Five Centuries of Drawing: A Selection from the Vanderbilt University Fine Arts Gallery Collection

Jean-Joseph Bernard, called Bernard de Paris, French, 1740–1809
Portrait of a Young Woman in Profile, 1785
Pen and ink with watercolor on paper
Fine Arts Gallery Acquisition
1991.023

(June 3–September 23, 2010)

Drawing has long played a central role in the practice of visual artists. While in some cases the act of drawing served as a means to solidify an artist’s ideas in preparation for paintings, sculpture, and other works of art, drawings were in many instances distinct, independent artistic statements.

Five Centuries of Drawing explores both aspects of the medium in more than fifty drawings by a wide range of European and North American artists.
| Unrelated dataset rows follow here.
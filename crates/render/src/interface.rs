//! Interface formatters: static descriptions of outputs and actions.
//!
//! Each optional field maps to an `Option<Element>`; absent (or empty)
//! fields are dropped before assembly, so no empty tags are produced.

use contextloom_core::{
    ActionDecl, Element, Node, OutputInterface, Result, SchemaConverter, SchemaShape,
    render_schema,
};

/// Format an output interface declaration with keyed schemas.
pub fn format_output_interface(
    decl: &OutputInterface,
    converter: &dyn SchemaConverter,
) -> Result<Element> {
    format_output_interface_with(decl, converter, true)
}

/// Format an action declaration with a keyed schema.
pub fn format_action(decl: &ActionDecl, converter: &dyn SchemaConverter) -> Result<Element> {
    format_action_with(decl, converter, true)
}

pub(crate) fn format_output_interface_with(
    decl: &OutputInterface,
    converter: &dyn SchemaConverter,
    keyed: bool,
) -> Result<Element> {
    let mut element = Element::new("output").with_attr("name", &decl.kind);
    if decl.required {
        element = element.with_attr("required", "true");
    }

    let children = [
        text_child("description", decl.description.as_deref()),
        schema_child("attributes", decl.attributes.as_ref(), converter, keyed)?,
        schema_child("schema", decl.schema.as_ref(), converter, keyed)?,
        text_child("instructions", decl.instructions.as_deref()),
        decl.examples
            .as_ref()
            .filter(|examples| !examples.is_empty())
            .map(|examples| Element::new("examples").with_text(examples.join("\n"))),
    ];
    Ok(element.with_nodes(children.into_iter().map(|child| child.map(Node::from))))
}

pub(crate) fn format_action_with(
    decl: &ActionDecl,
    converter: &dyn SchemaConverter,
    keyed: bool,
) -> Result<Element> {
    let children = [
        text_child("description", decl.description.as_deref()),
        text_child("instructions", decl.instructions.as_deref()),
        schema_child("schema", decl.schema.as_ref(), converter, keyed)?,
    ];
    Ok(Element::new("action")
        .with_attr("name", &decl.name)
        .with_nodes(children.into_iter().map(|child| child.map(Node::from))))
}

fn text_child(tag: &str, text: Option<&str>) -> Option<Element> {
    text.filter(|text| !text.is_empty())
        .map(|text| Element::new(tag).with_text(text))
}

fn schema_child(
    tag: &str,
    shape: Option<&SchemaShape>,
    converter: &dyn SchemaConverter,
    keyed: bool,
) -> Result<Option<Element>> {
    let Some(shape) = shape else {
        return Ok(None);
    };
    let root_name = keyed.then_some(tag);
    let text = render_schema(shape, root_name, converter)?;
    Ok(Some(Element::new(tag).with_text(text)))
}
Beginning with late-Renaissance works by Giacomo Cavedone, Alessandro Turchi (called Orbetto), and Giovanni Guerra, the exhibition also features drawings—many on exhibit for the first time—by Jean-Joseph Bernard, Eugene Biel-Bienne, Isabel Bishop, Jan de Bisschop, Emile-Antoine Bourdelle, Henri Gaudier-Brzeska, David Burliuk, Jacques-Philippe Caresme, Cécile Chennevère, Gloria De Arcangelis, Chaim Gross, Benjamin Haydon, Augustus John, Wolf Kahn, Ernst Ludwig Kirchner, Hans Laabs, David Levine, Martin Lewis, George Luks, Jean-Baptiste Mallet, Creighton Michael, John Opie, Giuseppe Raffetto, Antonio Mari Ribas, George Romney, Charles Shannon, Abbott Thayer, Jacques de Tonnancour, Feliks Topolski, Paul Weber, Susan Wilkes, and Meyer Wolfe.

The Eskind Biomedical Library supplemented this exhibition through the loan of two medical illustrations from their collections by Susan Wilkes.

Five Centuries of Drawing was organized by the Vanderbilt University Fine Arts Gallery and curated by Joseph S. Mella, director.